Work instructions - Nothing but the lines from the start of the records below through the line that has "use std::io::SeekFrom;" should appear, each exactly as given.

──────── Listed entries ────────

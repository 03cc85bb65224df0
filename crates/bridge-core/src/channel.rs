//! Raw access to the two shared files.
//!
//! The outbound file carries commands to the simulation, one per line. The inbound file is
//! appended to by the simulation; we only ever read the region past our cursor. This module
//! never sleeps: every call is a single check, and the caller owns the polling cadence.

use std::io::SeekFrom;
use std::path::{Path, PathBuf};

use tokio::fs::{self, OpenOptions};
use tokio::io::{AsyncReadExt, AsyncSeekExt, AsyncWriteExt};

use crate::error::{BridgeError, BridgeResult};

/// Result of one incremental check of the inbound file.
#[derive(Debug, Clone, PartialEq, Eq)]
pub enum ReadOutcome {
    /// Size equals the cursor.
    NoNewData,
    /// The file shrank below the cursor. The cursor now sits at `size`; data written before the
    /// truncation is not recovered.
    Truncated { previous: u64, size: u64 },
    /// Exactly the bytes in `[old cursor, new cursor)`.
    Data(Vec<u8>),
}

#[derive(Debug)]
pub struct Channel {
    outbound: PathBuf,
    inbound: PathBuf,
    cursor: u64,
}

impl Channel {
    pub fn new(outbound: impl Into<PathBuf>, inbound: impl Into<PathBuf>) -> Self {
        Self {
            outbound: outbound.into(),
            inbound: inbound.into(),
            cursor: 0,
        }
    }

    pub fn outbound_path(&self) -> &Path {
        &self.outbound
    }

    pub fn inbound_path(&self) -> &Path {
        &self.inbound
    }

    /// Byte offset of the end of previously consumed inbound data.
    pub fn cursor(&self) -> u64 {
        self.cursor
    }

    /// Empties the outbound file so commands from a previous session are never replayed.
    ///
    /// A missing file is fine; it is recreated empty.
    pub async fn reset_outbound(&self) -> BridgeResult<()> {
        match fs::remove_file(&self.outbound).await {
            Ok(()) => {}
            Err(err) if err.kind() == std::io::ErrorKind::NotFound => {}
            Err(err) => return Err(BridgeError::write(&self.outbound, err)),
        }
        fs::write(&self.outbound, b"")
            .await
            .map_err(|err| BridgeError::write(&self.outbound, err))?;
        tracing::debug!(path = %self.outbound.display(), "bridge.channel.outbound_reset");
        Ok(())
    }

    /// Appends `line` plus a newline to the outbound file.
    ///
    /// The whole line goes out in one buffered write followed by a flush and `sync_data`, so a
    /// success means the line is on disk. `line` must not contain a newline itself.
    pub async fn append_command(&self, line: &str) -> BridgeResult<()> {
        let mut buf = String::with_capacity(line.len() + 1);
        buf.push_str(line);
        buf.push('\n');

        let mut file = OpenOptions::new()
            .create(true)
            .append(true)
            .open(&self.outbound)
            .await
            .map_err(|err| BridgeError::write(&self.outbound, err))?;
        file.write_all(buf.as_bytes())
            .await
            .map_err(|err| BridgeError::write(&self.outbound, err))?;
        file.flush()
            .await
            .map_err(|err| BridgeError::write(&self.outbound, err))?;
        file.sync_data()
            .await
            .map_err(|err| BridgeError::write(&self.outbound, err))?;
        Ok(())
    }

    /// Returns the bytes appended to the inbound file since the last read.
    pub async fn read_new_bytes(&mut self) -> BridgeResult<ReadOutcome> {
        let size = fs::metadata(&self.inbound)
            .await
            .map_err(|err| BridgeError::read(&self.inbound, err))?
            .len();

        if size < self.cursor {
            let previous = self.cursor;
            self.cursor = size;
            tracing::warn!(
                path = %self.inbound.display(),
                previous,
                size,
                "bridge.channel.truncated"
            );
            return Ok(ReadOutcome::Truncated { previous, size });
        }
        if size == self.cursor {
            return Ok(ReadOutcome::NoNewData);
        }

        let mut file = fs::File::open(&self.inbound)
            .await
            .map_err(|err| BridgeError::read(&self.inbound, err))?;
        file.seek(SeekFrom::Start(self.cursor))
            .await
            .map_err(|err| BridgeError::read(&self.inbound, err))?;

        let wanted = size - self.cursor;
        let mut buf = Vec::with_capacity(usize::try_from(wanted).unwrap_or(0));
        file.take(wanted)
            .read_to_end(&mut buf)
            .await
            .map_err(|err| BridgeError::read(&self.inbound, err))?;

        // The file may have shrunk between stat and read; only advance past what we got.
        self.cursor += buf.len() as u64;
        if buf.is_empty() {
            return Ok(ReadOutcome::NoNewData);
        }
        Ok(ReadOutcome::Data(buf))
    }

    /// Reads the whole inbound file. Invalid UTF-8 is replaced rather than rejected.
    pub async fn read_all(&self) -> BridgeResult<String> {
        let bytes = fs::read(&self.inbound)
            .await
            .map_err(|err| BridgeError::read(&self.inbound, err))?;
        Ok(String::from_utf8_lossy(&bytes).into_owned())
    }
}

────────

Problem solution -
repository 03cc85bb65224df0
filename crates/bridge-core/src/channel.rs
//! Raw access to the two shared files.
//!
//! The outbound file carries commands to the simulation, one per line. The inbound file is
//! appended to by the simulation; we only ever read the region past our cursor. This module
//! never sleeps: every call is a single check, and the caller owns the polling cadence.

use std::io::SeekFrom;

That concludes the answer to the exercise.